Traffic so far at the Evergreen store has been, predictably enough, slow.
“I’m not looking for any great spikes in the economy now,” he said. “We just have to nestle in and ride it out. It’s going to turn, it always does. It’s cyclical.”
With the air of a seasoned businessman, he added, “If we take care of our customers, the business will take care of itself.”
Rohrich has a solid businessman at the helm in Evergreen, store manager Scott Hansen. He’s been in the furniture line six years, three of them with Conlin’s. Before that he cut his business teeth at 3M.
Hansen’s staff of nine oversaw a soft opening on Nov. 12. Now he’s working with Rohrich on plans for a grand opening in January.
He wasn’t surprised at the light traffic so far, either.
“When Conlin’s ran their liquidation they pulled a ton of money out of the community,” Hansen said. “You don’t just rebound. The community is still rebounding from that.”
Much of those sales were to cabin and second-home owners, people who leave in the winter, Rohrich said. A smaller population in the cold months naturally translates to lighter sales volume.
With Bitney’s and Ashley furniture stores just up the road, Hansen said the effect of advertising by any store is to draw customers for each other. That’s fine with him.

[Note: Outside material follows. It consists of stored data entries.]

//! Versions and chronicles: immutable entity snapshots and their history

use super::stamp::ResolvedStamp;
use crate::identity::{Handle, CHRONICLE_NAMESPACE};
use crate::schema::{FieldData, ResolvedFieldDefinition};
use chrono::{DateTime, Utc};
use serde::{Deserialize, Serialize};
use std::collections::BTreeSet;
use uuid::Uuid;

/// The kinds of entity the engine versions
#[derive(Debug, Clone, Copy, PartialEq, Eq, Hash, PartialOrd, Ord, Serialize, Deserialize)]
#[serde(rename_all = "lowercase")]
pub enum EntityKind {
    Concept,
    Description,
    Pattern,
    Semantic,
}

impl EntityKind {
    pub fn as_str(self) -> &'static str {
        match self {
            Self::Concept => "concept",
            Self::Description => "description",
            Self::Pattern => "pattern",
            Self::Semantic => "semantic",
        }
    }
}

impl std::fmt::Display for EntityKind {
    fn fmt(&self, f: &mut std::fmt::Formatter<'_>) -> std::fmt::Result {
        f.write_str(self.as_str())
    }
}

impl std::str::FromStr for EntityKind {
    type Err = String;
    fn from_str(s: &str) -> Result<Self, Self::Err> {
        match s {
            "concept" => Ok(Self::Concept),
            "description" => Ok(Self::Description),
            "pattern" => Ok(Self::Pattern),
            "semantic" => Ok(Self::Semantic),
            _ => Err(format!("unknown entity kind: {}", s)),
        }
    }
}

/// Which textual role a description plays for its concept
#[derive(Debug, Clone, Copy, PartialEq, Eq, Hash, Serialize, Deserialize)]
#[serde(rename_all = "snake_case")]
pub enum DescriptionType {
    FullyQualifiedName,
    Synonym,
    Definition,
}

impl DescriptionType {
    pub fn as_str(self) -> &'static str {
        match self {
            Self::FullyQualifiedName => "fully_qualified_name",
            Self::Synonym => "synonym",
            Self::Definition => "definition",
        }
    }
}

/// Acceptability of a description within a dialect
#[derive(Debug, Clone, Copy, PartialEq, Eq, Hash, Serialize, Deserialize)]
#[serde(rename_all = "lowercase")]
pub enum Acceptability {
    Preferred,
    Acceptable,
}

#[derive(Debug, Clone, PartialEq, Eq, Serialize, Deserialize)]
pub struct DialectAcceptability {
    pub dialect: Handle,
    pub acceptability: Acceptability,
}

/// An external identifier (e.g. a legacy code) recorded on a concept
#[derive(Debug, Clone, PartialEq, Eq, Serialize, Deserialize)]
pub struct Identifier {
    /// Concept naming the identifier scheme
    pub source: Handle,
    pub value: String,
}

#[derive(Debug, Clone, PartialEq, Eq, Default, Serialize, Deserialize)]
pub struct ConceptVersion {
    /// Description entities attached to this concept
    #[serde(default, skip_serializing_if = "Vec::is_empty")]
    pub descriptions: Vec<Handle>,
    /// Authoritative `is-a` parents
    #[serde(default, skip_serializing_if = "BTreeSet::is_empty")]
    pub parents: BTreeSet<Handle>,
    /// Children the author listed; a cross-check only, the inverse index is derived from `parents`
    #[serde(default, skip_serializing_if = "BTreeSet::is_empty")]
    pub child_hints: BTreeSet<Handle>,
    #[serde(default, skip_serializing_if = "Vec::is_empty")]
    pub identifiers: Vec<Identifier>,
}

#[derive(Debug, Clone, PartialEq, Eq, Serialize, Deserialize)]
pub struct DescriptionVersion {
    pub concept: Handle,
    pub description_type: DescriptionType,
    pub text: String,
    pub language: Handle,
    pub case_significance: Handle,
    #[serde(default, skip_serializing_if = "Vec::is_empty")]
    pub dialects: Vec<DialectAcceptability>,
}

#[derive(Debug, Clone, PartialEq, Serialize, Deserialize)]
pub struct PatternVersion {
    pub meaning: Handle,
    pub purpose: Handle,
    /// Ordered; fixed for the life of this version
    pub fields: Vec<ResolvedFieldDefinition>,
    #[serde(default, skip_serializing_if = "Vec::is_empty")]
    pub descriptions: Vec<Handle>,
}

#[derive(Debug, Clone, PartialEq, Serialize, Deserialize)]
pub struct SemanticVersion {
    pub pattern: Handle,
    pub referenced_component: Handle,
    pub fields: Vec<FieldData>,
}

/// Kind-specific payload of a version
#[derive(Debug, Clone, PartialEq, Serialize, Deserialize)]
#[serde(tag = "kind", rename_all = "lowercase")]
pub enum VersionData {
    Concept(ConceptVersion),
    Description(DescriptionVersion),
    Pattern(PatternVersion),
    Semantic(SemanticVersion),
}

impl VersionData {
    pub fn kind(&self) -> EntityKind {
        match self {
            Self::Concept(_) => EntityKind::Concept,
            Self::Description(_) => EntityKind::Description,
            Self::Pattern(_) => EntityKind::Pattern,
            Self::Semantic(_) => EntityKind::Semantic,
        }
    }
}

/// One immutable snapshot of an entity
#[derive(Debug, Clone, PartialEq, Serialize, Deserialize)]
pub struct Version {
    pub handle: Handle,
    /// Sequence number of the commit that published this version
    pub commit: u64,
    pub stamp: ResolvedStamp,
    pub data: VersionData,
}

impl Version {
    pub fn kind(&self) -> EntityKind {
        self.data.kind()
    }

    /// Content-derived identity: equal for versions with equal handle, stamp and payload
    pub fn content_id(&self) -> Uuid {
        // Serializing plain data to a Vec cannot fail
        let payload = serde_json::to_vec(&(&self.handle, &self.stamp, &self.data)).unwrap_or_default();
        Uuid::new_v5(&CHRONICLE_NAMESPACE, &payload)
    }

    pub fn as_concept(&self) -> Option<&ConceptVersion> {
        match &self.data {
            VersionData::Concept(c) => Some(c),
            _ => None,
        }
    }

    pub fn as_description(&self) -> Option<&DescriptionVersion> {
        match &self.data {
            VersionData::Description(d) => Some(d),
            _ => None,
        }
    }

    pub fn as_pattern(&self) -> Option<&PatternVersion> {
        match &self.data {
            VersionData::Pattern(p) => Some(p),
            _ => None,
        }
    }

    pub fn as_semantic(&self) -> Option<&SemanticVersion> {
        match &self.data {
            VersionData::Semantic(s) => Some(s),
            _ => None,
        }
    }
}

/// Which versions a read may see
#[derive(Debug, Clone, Copy, Default, PartialEq, Eq)]
pub struct ReadHorizon {
    /// Only versions on this path
    pub path: Option<Handle>,
    /// Only versions stamped at or before this time
    pub as_of: Option<DateTime<Utc>>,
}

impl ReadHorizon {
    /// Everything committed, on any path
    pub fn latest() -> Self {
        Self::default()
    }

    pub fn on_path(mut self, path: Handle) -> Self {
        self.path = Some(path);
        self
    }

    pub fn as_of(mut self, time: DateTime<Utc>) -> Self {
        self.as_of = Some(time);
        self
    }

    pub fn admits(&self, stamp: &ResolvedStamp) -> bool {
        stamp.is_visible()
            && self.path.map_or(true, |p| p == stamp.path)
            && self.as_of.map_or(true, |t| stamp.time <= t)
    }
}

/// Ordered history of one entity
#[derive(Debug, Clone, PartialEq, Serialize, Deserialize)]
pub struct Chronicle {
    pub handle: Handle,
    pub versions: Vec<Version>,
}

impl Chronicle {
    pub fn new(handle: Handle, mut versions: Vec<Version>) -> Self {
        versions.sort_by_key(|v| v.commit);
        Self { handle, versions }
    }

    pub fn kind(&self) -> Option<EntityKind> {
        self.versions.first().map(|v| v.kind())
    }

    pub fn is_empty(&self) -> bool {
        self.versions.is_empty()
    }

    pub fn len(&self) -> usize {
        self.versions.len()
    }

    /// The version a reader at `horizon` sees: latest stamp time, ties broken by commit order
    pub fn latest(&self, horizon: &ReadHorizon) -> Option<&Version> {
        self.versions
            .iter()
            .filter(|v| horizon.admits(&v.stamp))
            .max_by_key(|v| (v.stamp.time, v.commit))
    }
}

#[cfg(test)]
mod tests {
    use super::*;
    use crate::graph::Status;
    use chrono::{Duration, TimeZone};

    fn stamp(path: u32, offset_days: i64, status: Status) -> ResolvedStamp {
        ResolvedStamp {
            status,
            time: Utc.with_ymd_and_hms(2024, 1, 1, 0, 0, 0).unwrap() + Duration::days(offset_days),
            author: Handle::new(1),
            module: Handle::new(2),
            path: Handle::new(path),
        }
    }

    fn concept(commit: u64, stamp: ResolvedStamp, parent: u32) -> Version {
        Version {
            handle: Handle::new(10),
            commit,
            stamp,
            data: VersionData::Concept(ConceptVersion {
                parents: [Handle::new(parent)].into_iter().collect(),
                ..Default::default()
            }),
        }
    }

    #[test]
    fn test_latest_prefers_later_stamp_time() {
        let chronicle = Chronicle::new(
            Handle::new(10),
            vec![
                concept(2, stamp(3, 0, Status::Active), 20),
                concept(1, stamp(3, 5, Status::Active), 21),
            ],
        );
        assert_eq!(chronicle.versions[0].commit, 1);
        let latest = chronicle.latest(&ReadHorizon::latest()).unwrap();
        assert_eq!(latest.commit, 1);
    }

    #[test]
    fn test_horizon_filters_path_and_time() {
        let base = stamp(3, 0, Status::Active);
        let chronicle = Chronicle::new(
            Handle::new(10),
            vec![
                concept(1, base, 20),
                concept(2, stamp(4, 1, Status::Active), 21),
                concept(3, stamp(3, 10, Status::Active), 22),
            ],
        );
        let on_path = ReadHorizon::latest().on_path(Handle::new(3));
        assert_eq!(chronicle.latest(&on_path).unwrap().commit, 3);

        let early = on_path.as_of(base.time + Duration::days(1));
        assert_eq!(chronicle.latest(&early).unwrap().commit, 1);

        let branch = ReadHorizon::latest().on_path(Handle::new(4));
        assert_eq!(chronicle.latest(&branch).unwrap().commit, 2);
    }

    #[test]
    fn test_cancelled_versions_are_not_latest() {
        let chronicle = Chronicle::new(
            Handle::new(10),
            vec![
                concept(1, stamp(3, 0, Status::Active), 20),
                concept(2, stamp(3, 1, Status::Cancelled), 21),
            ],
        );
        assert_eq!(chronicle.latest(&ReadHorizon::latest()).unwrap().commit, 1);
    }

    #[test]
    fn test_content_id_tracks_payload() {
        let a = concept(1, stamp(3, 0, Status::Active), 20);
        let mut b = a.clone();
        b.commit = 7;
        assert_eq!(a.content_id(), b.content_id());
        let c = concept(1, stamp(3, 0, Status::Active), 21);
        assert_ne!(a.content_id(), c.content_id());
    }

    #[test]
    fn test_version_data_is_tagged_by_kind() {
        let json = serde_json::to_value(VersionData::Concept(ConceptVersion::default())).unwrap();
        assert_eq!(json, serde_json::json!({"kind": "concept"}));
    }
}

Rohrich explained his competition is not other furniture stores, but stores with other big-ticket items such as major household appliances or cars.
“Anybody can put furniture in a building, but it’s what you do later that will make a difference,” Rohrich said.
So Hansen’s focus is on the people who walk in the door.
Today, those people generally are not looking to fill a large, new home with furniture. More likely, they’re replacing a tattered sofa or a lumpy mattress.
“We’re trying to appeal to people who live here, they’re struggling to make a buck.” By coming to Al’s Furniture, Hansen said, “they’re getting value for their money and they’re getting a fair, accessible price — accessible to more people.
“Anyone that walks in that door will be treated warmly, welcomed to our house,” he said. And browsers won’t be pressured to buy, he said. “We who work here are in it for the long haul.”
He’s making browsing easy with transparent banners that hang from the ceiling, directing customers to “Room Groups,” “Leather” and the like. The amphitheater of recliners is still in the back. A grouping of mattresses is tucked away into a calming blue-tinted room.
The west wing of the building is given over to Conlin’s liquidation inventory, serviced by Al’s Furniture.
It’s the same store with a fresh coat of paint and other touch-ups. But the Conlin’s model, well suited to the Flathead market of four years ago, has given way to the value-oriented Al’s approach.
“Conlin’s, being a larger, more structured company, has almost a cookie-cutter approach in all their markets,” Rohrich said. “We’re in only two stores and can concentrate on what customers want and need. I still can use their warehouse” and get a quicker turnaround for products. It saves customers the wait time and saves him the overhead.
Hansen said he’s able to offer a better selection at a variety of price points, and a bit higher quality at pretty moderate prices.
“Conlin’s got the high end and the low end but … they didn’t have representative products for the middle,” Hansen said. “The real opportunity is really for the middle. You might see this at a competitor’s, but for a little more this is what you get.”